Deepfake generation and detection in cyclical ‘rat race’: Peter Eisert  

For Peter Eisert, head of Vision & Imaging Technologies and department chair of Visual Computing at Humboldt University, the generation and detection of deepfakes are caught in a kind of repeating loop. The proliferation of deepfake tools that are easy to access has led to continual refinement. Eisert uses the image of a hamster wheel to symbolize the ongoing effort to develop AI that is effective at detecting these increasingly sophisticated deepfakes.

“We have seen a tremendous increase in the quality of the deepfake,” Eisert says. In the rat race between fraud-purposed AI and defensive AI, detection strategies must evolve in tandem with attack patterns.

Eisert outlines various types of current face deepfakes. Face swaps put someone’s face on someone else’s body. Face reenactment manipulates facial expressions or pose. Fully synthetic deepfakes can be created with a GAN or diffusion model. Methods continue to evolve: Eisert points to “Gaussian Splatting” – a new technique that yields high-resolution facial deepfakes. Each new iteration exhibits different types of artifacts that appear in different places and in different contexts.

If deepfake detection is to keep pace with generation, it must evolve in time. Many current deepfake detectors are frame-by-frame based. But Eisert says they should be looking at temporal effects and “inconsistency over time” – semantic and temporal information in the content, such as heart rate or temporal flow of blood in the face, for instance – as potential indicators.

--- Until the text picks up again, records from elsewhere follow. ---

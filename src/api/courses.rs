use axum::Json;
use axum::extract::{Path, State};
use axum::http::StatusCode;
use serde::Serialize;
use tracing::info;

use crate::access;
use crate::auth::Instructor;
use crate::db::repository;
use crate::error::AppError;
use crate::models::{Course, NewCourseRequest, Student, Task, UpdateCourseRequest};
use crate::services::TaskSubmissionCount;
use crate::services::aggregator;
use crate::state::AppState;
use crate::storage;
use crate::validation::validated;

#[derive(Debug, Serialize)]
pub struct CourseDetail {
    #[serde(flatten)]
    pub course: Course,
    pub tasks: Vec<Task>,
    pub students: Vec<Student>,
}

#[derive(Debug, Serialize)]
pub struct CourseOverview {
    pub course_id: String,
    pub total_students: usize,
    pub tasks: Vec<TaskSubmissionCount>,
}

pub async fn list_courses(
    State(state): State<AppState>,
    instructor: Instructor,
) -> Result<Json<Vec<Course>>, AppError> {
    let mut conn = state.db.acquire().await?;
    let courses = repository::fetch_courses_for_owner(&mut conn, instructor.id()).await?;
    Ok(Json(courses))
}

pub async fn create_course(
    State(state): State<AppState>,
    instructor: Instructor,
    Json(req): Json<NewCourseRequest>,
) -> Result<(StatusCode, Json<Course>), AppError> {
    let req = validated(req)?;
    let mut conn = state.db.acquire().await?;
    let course = repository::insert_course(&mut conn, instructor.id(), req).await?;
    info!(course_id = %course.id, user_id = %instructor.id(), "course created");
    Ok((StatusCode::CREATED, Json(course)))
}

pub async fn get_course(
    State(state): State<AppState>,
    instructor: Instructor,
    Path(id): Path<String>,
) -> Result<Json<CourseDetail>, AppError> {
    let mut conn = state.db.acquire().await?;
    let course = access::course(&mut conn, &instructor.principal(), &id).await?;
    let tasks = repository::fetch_tasks_for_course(&mut conn, &course.id).await?;
    let students = repository::fetch_students_for_course(&mut conn, &course.id).await?;
    Ok(Json(CourseDetail { course, tasks, students }))
}

pub async fn update_course(
    State(state): State<AppState>,
    instructor: Instructor,
    Path(id): Path<String>,
    Json(req): Json<UpdateCourseRequest>,
) -> Result<Json<Course>, AppError> {
    let req = validated(req)?;
    let mut conn = state.db.acquire().await?;
    access::course(&mut conn, &instructor.principal(), &id).await?;
    let course = repository::update_course(&mut conn, &id, req)
        .await?
        .ok_or(AppError::NotFound)?;
    Ok(Json(course))
}

pub async fn delete_course(
    State(state): State<AppState>,
    instructor: Instructor,
    Path(id): Path<String>,
) -> Result<StatusCode, AppError> {
    let mut tx = state.db.begin().await?;
    access::course(&mut tx, &instructor.principal(), &id).await?;
    let blobs = repository::delete_course(&mut tx, &id)
        .await?
        .ok_or(AppError::NotFound)?;
    tx.commit().await?;

    storage::remove_all(state.blobs.as_ref(), &blobs).await;
    info!(course_id = %id, blobs = blobs.len(), "course deleted");
    Ok(StatusCode::NO_CONTENT)
}

pub async fn rotate_link(
    State(state): State<AppState>,
    instructor: Instructor,
    Path(id): Path<String>,
) -> Result<Json<Course>, AppError> {
    let mut conn = state.db.acquire().await?;
    access::course(&mut conn, &instructor.principal(), &id).await?;
    let course = repository::rotate_join_link(&mut conn, &id)
        .await?
        .ok_or(AppError::NotFound)?;
    Ok(Json(course))
}

pub async fn overview(
    State(state): State<AppState>,
    instructor: Instructor,
    Path(id): Path<String>,
) -> Result<Json<CourseOverview>, AppError> {
    let mut conn = state.db.acquire().await?;
    let tasks = access::tasks(&mut conn, &instructor.principal(), &id).await?;
    let students = repository::fetch_students_for_course(&mut conn, &id).await?;
    let keys = repository::fetch_submission_keys_for_course(&mut conn, &id).await?;

    Ok(Json(CourseOverview {
        course_id: id,
        total_students: students.len(),
        tasks: aggregator::submission_counts(&tasks, &students, &keys),
    }))
}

A diverse data set is also important. If data sets feature too many easy-to-spot artifacts then AI models will easily jump on these artifacts, and won’t generalize well. “We need high quality deepfake data to train robust detectors,” Eisert says, to “make it more difficult for new attackers to find the holes in your latent space that are not covered by your detector.”

Training strategies such as AltFreezing or Real Forensics offer different ways into the problem of how to train detectors to pay attention to temporal features. There are further possibilities: facial expression parameters and avatar fingerprinting – a user ID technology developed by NVIDIA – which uses facial dynamics for identity verification.

The key takeaways from Eisert are that temporal consistency is still not fully exploited for detection, and high quality data sets with a broad variety of data are needed for training.

‘It’s not easy for the human eye to detect deepfakes’: Ann-Kathrin Freiberg

BioID’s Ann-Kathrin Freiberg, who recently did an EAB lunch talk about deepfakes, brings an industry perspective to the workshop. She emphasizes many of the same points from the previous talk: deepfakes are used for criminal activities such as phishing, CEO video call scams, romance scams and – in the majority – pornography, with which more than 90 percent of deepfake content is associated.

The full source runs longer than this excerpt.